» Task directions: The word "Environment" appears in some lines of the records below; state how many lines, and nothing else.

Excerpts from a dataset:
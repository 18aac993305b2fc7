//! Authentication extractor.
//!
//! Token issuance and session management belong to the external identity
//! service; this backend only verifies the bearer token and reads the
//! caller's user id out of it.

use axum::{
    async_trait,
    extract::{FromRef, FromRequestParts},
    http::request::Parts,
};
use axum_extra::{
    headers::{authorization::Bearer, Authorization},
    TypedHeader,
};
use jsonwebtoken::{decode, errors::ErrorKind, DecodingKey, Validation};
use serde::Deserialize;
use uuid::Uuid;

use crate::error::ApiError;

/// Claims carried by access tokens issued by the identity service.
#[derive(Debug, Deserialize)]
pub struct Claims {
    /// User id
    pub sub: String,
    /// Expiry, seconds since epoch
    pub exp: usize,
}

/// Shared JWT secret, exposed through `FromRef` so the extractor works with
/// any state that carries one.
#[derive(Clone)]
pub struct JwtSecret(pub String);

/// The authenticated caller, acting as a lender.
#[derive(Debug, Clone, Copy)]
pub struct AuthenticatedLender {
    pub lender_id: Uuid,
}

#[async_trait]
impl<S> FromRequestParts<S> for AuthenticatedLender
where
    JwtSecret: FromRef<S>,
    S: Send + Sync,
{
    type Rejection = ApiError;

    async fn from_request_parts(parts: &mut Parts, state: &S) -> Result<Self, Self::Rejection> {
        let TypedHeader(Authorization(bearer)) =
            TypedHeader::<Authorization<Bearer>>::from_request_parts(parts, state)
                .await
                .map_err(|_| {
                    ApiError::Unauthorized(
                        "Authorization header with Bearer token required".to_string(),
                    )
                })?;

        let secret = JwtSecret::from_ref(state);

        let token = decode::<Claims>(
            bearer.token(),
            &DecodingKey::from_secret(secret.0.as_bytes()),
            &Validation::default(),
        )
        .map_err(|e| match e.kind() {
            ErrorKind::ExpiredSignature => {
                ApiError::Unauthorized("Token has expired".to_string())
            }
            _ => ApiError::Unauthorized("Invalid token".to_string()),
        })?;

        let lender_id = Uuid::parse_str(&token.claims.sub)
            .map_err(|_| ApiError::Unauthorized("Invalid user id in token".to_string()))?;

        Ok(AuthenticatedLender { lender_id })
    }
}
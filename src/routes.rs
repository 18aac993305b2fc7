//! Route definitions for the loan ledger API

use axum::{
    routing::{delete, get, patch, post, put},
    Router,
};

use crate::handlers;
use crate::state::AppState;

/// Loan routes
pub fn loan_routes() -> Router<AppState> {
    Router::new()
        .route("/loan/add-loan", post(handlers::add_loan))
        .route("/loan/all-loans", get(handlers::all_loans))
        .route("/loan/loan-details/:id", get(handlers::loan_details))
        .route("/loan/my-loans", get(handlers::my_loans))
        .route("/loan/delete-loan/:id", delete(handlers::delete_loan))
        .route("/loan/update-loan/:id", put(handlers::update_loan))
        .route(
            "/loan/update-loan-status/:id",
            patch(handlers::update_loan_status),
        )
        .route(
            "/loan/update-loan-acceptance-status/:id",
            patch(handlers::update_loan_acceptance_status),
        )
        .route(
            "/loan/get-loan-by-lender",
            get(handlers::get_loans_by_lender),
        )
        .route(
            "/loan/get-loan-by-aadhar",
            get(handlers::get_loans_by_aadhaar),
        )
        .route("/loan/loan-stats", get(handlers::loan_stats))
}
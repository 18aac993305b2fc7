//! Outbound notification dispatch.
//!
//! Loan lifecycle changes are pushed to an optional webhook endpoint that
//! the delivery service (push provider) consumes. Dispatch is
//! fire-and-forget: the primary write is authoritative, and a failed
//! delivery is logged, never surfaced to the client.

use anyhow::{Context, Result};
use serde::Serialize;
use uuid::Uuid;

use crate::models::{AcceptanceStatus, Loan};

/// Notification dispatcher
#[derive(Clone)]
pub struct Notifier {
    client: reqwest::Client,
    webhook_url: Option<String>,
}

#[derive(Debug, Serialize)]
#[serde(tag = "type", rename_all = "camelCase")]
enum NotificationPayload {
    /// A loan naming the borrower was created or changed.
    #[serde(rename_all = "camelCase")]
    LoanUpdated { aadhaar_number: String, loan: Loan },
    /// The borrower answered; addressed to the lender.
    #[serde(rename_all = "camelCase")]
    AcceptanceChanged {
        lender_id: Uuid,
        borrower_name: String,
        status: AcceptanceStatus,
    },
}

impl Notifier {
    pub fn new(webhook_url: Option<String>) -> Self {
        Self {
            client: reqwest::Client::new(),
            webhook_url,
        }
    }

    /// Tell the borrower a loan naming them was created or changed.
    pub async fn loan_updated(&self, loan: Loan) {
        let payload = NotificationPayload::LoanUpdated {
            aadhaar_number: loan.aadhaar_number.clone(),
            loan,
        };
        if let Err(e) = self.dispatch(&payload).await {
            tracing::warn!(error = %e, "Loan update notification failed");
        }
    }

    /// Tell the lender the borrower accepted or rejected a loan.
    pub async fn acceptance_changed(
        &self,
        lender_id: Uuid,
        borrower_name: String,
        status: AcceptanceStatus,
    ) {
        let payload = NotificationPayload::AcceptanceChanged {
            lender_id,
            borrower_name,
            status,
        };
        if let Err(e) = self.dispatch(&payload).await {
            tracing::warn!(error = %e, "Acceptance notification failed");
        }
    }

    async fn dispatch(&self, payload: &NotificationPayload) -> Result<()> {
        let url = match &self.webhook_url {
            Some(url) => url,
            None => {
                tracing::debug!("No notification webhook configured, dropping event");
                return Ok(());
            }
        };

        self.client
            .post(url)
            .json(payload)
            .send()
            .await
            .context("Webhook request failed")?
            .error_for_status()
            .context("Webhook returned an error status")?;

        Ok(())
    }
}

...

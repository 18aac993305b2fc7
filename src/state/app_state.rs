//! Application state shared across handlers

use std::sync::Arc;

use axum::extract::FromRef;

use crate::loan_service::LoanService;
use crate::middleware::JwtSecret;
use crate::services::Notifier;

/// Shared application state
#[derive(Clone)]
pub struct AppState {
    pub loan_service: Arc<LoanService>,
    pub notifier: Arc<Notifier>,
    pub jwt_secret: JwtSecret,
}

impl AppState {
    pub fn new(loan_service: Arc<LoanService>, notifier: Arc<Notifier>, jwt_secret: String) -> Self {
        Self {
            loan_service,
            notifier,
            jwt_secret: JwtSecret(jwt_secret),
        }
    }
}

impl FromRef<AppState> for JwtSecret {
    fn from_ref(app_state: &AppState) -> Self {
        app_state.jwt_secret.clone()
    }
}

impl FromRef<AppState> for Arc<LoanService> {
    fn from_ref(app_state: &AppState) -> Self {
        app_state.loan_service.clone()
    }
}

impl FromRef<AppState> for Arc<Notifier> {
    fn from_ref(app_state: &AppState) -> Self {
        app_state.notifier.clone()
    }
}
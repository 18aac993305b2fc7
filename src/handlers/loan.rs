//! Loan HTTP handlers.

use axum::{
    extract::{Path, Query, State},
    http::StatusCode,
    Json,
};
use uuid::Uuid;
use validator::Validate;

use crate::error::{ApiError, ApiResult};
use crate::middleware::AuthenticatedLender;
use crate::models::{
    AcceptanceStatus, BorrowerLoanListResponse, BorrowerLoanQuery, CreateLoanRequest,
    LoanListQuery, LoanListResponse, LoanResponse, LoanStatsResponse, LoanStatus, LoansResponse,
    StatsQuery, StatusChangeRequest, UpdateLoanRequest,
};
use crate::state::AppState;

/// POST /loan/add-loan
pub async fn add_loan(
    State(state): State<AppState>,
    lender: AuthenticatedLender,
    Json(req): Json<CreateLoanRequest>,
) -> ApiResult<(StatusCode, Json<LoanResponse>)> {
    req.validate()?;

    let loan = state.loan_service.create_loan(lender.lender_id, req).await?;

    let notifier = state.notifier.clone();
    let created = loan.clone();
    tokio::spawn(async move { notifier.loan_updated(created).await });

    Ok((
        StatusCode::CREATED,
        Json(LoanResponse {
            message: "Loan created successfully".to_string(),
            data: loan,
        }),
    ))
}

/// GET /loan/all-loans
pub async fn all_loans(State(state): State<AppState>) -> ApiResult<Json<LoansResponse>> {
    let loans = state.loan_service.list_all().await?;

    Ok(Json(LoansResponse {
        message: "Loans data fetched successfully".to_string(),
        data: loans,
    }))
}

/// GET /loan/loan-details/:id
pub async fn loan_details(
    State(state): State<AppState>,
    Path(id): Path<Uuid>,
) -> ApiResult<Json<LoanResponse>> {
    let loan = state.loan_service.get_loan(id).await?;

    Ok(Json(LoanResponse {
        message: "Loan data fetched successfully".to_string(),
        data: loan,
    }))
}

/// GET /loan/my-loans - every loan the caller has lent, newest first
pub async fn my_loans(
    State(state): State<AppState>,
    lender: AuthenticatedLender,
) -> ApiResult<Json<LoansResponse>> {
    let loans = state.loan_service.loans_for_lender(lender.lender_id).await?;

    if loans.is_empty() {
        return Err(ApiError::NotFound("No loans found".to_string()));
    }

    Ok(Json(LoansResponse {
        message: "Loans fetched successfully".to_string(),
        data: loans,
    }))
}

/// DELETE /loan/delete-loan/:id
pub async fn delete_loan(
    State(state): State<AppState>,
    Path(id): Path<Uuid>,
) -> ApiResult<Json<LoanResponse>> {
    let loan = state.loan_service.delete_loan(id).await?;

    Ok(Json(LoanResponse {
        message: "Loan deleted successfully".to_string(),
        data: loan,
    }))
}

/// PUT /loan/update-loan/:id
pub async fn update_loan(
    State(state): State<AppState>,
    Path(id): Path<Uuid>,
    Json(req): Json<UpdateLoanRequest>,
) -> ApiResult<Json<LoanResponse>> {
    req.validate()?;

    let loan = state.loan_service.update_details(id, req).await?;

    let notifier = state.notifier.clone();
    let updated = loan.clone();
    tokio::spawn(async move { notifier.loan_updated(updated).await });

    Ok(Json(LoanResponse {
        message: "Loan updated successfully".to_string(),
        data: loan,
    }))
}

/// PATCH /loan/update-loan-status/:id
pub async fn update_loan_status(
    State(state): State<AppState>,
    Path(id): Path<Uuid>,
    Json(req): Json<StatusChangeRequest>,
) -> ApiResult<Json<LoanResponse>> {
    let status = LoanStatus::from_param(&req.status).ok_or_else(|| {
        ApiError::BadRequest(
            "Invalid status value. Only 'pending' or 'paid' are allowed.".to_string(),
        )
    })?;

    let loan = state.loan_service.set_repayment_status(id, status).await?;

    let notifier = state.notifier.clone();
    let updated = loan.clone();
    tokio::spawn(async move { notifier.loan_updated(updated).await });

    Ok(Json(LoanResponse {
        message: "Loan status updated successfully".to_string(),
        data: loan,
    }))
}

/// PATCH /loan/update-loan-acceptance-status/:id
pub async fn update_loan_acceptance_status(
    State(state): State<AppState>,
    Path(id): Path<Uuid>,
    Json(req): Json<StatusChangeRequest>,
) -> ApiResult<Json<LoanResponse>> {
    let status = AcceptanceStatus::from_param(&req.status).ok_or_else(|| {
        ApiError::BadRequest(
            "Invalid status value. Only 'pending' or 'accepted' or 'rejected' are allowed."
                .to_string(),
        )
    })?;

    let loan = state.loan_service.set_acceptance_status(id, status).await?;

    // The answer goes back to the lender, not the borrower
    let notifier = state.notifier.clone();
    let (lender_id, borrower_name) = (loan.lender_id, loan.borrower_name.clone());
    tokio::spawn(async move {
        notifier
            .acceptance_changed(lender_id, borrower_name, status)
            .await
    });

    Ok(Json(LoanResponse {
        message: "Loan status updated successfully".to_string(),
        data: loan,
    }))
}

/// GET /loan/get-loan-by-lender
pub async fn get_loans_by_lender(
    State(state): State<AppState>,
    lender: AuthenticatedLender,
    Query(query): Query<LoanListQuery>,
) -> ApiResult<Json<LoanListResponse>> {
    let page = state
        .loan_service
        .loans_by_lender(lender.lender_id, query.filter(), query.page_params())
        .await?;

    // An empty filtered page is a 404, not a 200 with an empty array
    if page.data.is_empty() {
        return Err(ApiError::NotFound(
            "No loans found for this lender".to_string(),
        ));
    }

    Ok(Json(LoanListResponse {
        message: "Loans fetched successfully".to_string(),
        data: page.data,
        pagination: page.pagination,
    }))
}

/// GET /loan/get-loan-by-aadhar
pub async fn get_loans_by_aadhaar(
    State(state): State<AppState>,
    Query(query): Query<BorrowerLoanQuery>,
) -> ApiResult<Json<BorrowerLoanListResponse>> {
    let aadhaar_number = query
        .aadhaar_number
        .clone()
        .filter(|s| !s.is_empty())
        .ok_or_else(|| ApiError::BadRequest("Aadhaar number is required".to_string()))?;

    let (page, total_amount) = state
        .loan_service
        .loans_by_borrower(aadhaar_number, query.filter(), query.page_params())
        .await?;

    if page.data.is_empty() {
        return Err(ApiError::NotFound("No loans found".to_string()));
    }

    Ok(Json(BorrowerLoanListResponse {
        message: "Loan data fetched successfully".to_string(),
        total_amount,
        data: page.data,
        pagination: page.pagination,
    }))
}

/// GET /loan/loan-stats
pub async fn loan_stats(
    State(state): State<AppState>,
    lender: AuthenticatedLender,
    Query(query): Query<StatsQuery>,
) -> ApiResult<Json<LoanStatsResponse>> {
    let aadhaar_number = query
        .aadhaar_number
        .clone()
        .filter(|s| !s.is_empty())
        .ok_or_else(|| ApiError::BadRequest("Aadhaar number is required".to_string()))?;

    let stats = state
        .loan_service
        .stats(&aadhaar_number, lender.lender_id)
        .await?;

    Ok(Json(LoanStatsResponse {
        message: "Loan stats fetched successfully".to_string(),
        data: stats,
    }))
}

---

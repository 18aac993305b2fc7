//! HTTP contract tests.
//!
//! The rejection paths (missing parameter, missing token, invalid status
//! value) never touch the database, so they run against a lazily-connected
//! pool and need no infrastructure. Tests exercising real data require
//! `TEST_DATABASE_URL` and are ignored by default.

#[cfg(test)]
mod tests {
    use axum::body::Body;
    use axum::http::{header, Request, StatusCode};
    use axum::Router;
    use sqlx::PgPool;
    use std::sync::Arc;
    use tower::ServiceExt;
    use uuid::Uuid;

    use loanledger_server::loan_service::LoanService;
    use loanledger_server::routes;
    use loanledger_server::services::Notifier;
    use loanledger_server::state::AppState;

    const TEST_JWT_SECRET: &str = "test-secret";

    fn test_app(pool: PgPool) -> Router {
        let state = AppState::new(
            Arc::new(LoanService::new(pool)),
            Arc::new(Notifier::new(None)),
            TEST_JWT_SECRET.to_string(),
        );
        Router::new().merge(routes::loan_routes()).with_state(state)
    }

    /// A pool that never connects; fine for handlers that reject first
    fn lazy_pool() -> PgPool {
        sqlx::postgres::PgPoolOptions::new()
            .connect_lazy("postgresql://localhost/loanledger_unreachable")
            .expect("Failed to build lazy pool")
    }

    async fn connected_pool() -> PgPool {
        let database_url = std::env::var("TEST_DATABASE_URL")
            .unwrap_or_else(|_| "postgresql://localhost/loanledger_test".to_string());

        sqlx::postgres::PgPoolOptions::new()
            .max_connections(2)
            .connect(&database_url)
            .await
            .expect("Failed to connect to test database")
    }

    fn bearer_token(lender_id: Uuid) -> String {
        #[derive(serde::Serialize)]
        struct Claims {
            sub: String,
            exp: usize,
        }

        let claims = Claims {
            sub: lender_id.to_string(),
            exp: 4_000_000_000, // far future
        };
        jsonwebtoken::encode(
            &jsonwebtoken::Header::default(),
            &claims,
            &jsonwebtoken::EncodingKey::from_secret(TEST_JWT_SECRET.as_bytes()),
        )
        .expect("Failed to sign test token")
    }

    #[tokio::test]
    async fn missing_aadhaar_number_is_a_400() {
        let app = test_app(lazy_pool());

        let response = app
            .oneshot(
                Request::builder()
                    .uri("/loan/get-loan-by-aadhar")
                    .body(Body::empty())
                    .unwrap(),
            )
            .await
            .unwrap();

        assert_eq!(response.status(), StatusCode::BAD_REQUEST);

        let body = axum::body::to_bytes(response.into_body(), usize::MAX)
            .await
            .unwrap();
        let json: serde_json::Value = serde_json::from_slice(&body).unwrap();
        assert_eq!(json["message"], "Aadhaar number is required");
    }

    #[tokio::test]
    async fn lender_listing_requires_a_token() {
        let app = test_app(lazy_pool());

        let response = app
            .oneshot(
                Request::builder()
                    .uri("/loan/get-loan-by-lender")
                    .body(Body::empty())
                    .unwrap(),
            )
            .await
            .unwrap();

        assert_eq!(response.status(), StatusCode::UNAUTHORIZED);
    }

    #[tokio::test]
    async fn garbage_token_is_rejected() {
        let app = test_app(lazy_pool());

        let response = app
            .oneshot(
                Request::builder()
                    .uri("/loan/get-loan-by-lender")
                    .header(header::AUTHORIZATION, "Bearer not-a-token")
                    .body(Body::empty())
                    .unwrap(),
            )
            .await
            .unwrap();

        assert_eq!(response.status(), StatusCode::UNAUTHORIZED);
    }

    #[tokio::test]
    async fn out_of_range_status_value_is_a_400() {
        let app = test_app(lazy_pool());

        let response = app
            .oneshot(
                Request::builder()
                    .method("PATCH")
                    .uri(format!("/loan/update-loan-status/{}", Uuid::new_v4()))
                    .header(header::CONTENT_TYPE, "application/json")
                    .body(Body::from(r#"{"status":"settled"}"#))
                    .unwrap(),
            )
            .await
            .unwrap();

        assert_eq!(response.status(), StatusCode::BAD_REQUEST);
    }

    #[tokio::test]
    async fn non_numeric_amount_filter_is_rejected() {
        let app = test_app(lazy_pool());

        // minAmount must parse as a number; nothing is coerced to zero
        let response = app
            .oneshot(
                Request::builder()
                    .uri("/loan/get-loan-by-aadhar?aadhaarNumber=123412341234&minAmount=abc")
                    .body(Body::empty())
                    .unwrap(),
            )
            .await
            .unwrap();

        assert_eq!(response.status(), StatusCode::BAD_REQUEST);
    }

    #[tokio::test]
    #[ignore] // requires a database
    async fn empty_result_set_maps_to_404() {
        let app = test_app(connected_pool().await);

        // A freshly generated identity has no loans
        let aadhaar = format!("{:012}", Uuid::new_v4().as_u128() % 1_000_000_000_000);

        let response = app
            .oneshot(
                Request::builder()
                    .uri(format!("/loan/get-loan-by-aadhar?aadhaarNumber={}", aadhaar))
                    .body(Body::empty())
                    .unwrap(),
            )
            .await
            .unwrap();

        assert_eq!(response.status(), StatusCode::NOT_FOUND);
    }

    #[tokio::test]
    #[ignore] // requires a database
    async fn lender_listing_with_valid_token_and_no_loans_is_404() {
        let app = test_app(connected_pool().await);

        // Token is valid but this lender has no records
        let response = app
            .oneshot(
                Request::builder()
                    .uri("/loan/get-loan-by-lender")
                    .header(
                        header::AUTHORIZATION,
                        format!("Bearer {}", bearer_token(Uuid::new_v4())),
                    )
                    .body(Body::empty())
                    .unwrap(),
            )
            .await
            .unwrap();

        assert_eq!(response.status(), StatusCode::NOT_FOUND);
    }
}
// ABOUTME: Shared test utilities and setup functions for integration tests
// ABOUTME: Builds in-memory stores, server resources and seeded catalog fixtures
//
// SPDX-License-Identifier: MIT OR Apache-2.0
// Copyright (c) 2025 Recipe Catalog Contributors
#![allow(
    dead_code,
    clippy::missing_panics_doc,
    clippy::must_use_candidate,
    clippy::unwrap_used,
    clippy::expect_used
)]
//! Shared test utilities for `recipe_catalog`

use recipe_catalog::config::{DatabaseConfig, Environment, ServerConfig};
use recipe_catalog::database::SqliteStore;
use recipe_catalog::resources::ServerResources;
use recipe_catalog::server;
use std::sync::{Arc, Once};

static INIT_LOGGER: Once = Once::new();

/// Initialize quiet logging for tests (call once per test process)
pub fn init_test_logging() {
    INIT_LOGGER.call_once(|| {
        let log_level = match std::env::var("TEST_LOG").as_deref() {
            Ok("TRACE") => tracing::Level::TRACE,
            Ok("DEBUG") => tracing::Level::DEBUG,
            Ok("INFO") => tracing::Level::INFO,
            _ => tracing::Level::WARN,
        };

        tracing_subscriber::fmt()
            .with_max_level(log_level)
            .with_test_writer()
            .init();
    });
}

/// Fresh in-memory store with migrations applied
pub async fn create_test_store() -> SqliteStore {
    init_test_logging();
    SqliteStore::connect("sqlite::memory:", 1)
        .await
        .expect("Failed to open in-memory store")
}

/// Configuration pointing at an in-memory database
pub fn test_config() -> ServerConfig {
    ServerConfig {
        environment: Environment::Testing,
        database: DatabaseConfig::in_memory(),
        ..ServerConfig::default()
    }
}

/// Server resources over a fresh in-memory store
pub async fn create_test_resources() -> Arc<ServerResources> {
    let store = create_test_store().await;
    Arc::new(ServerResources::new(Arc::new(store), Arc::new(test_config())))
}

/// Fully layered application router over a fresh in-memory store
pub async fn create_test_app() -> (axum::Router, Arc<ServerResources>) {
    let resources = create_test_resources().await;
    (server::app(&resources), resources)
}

» Result: 2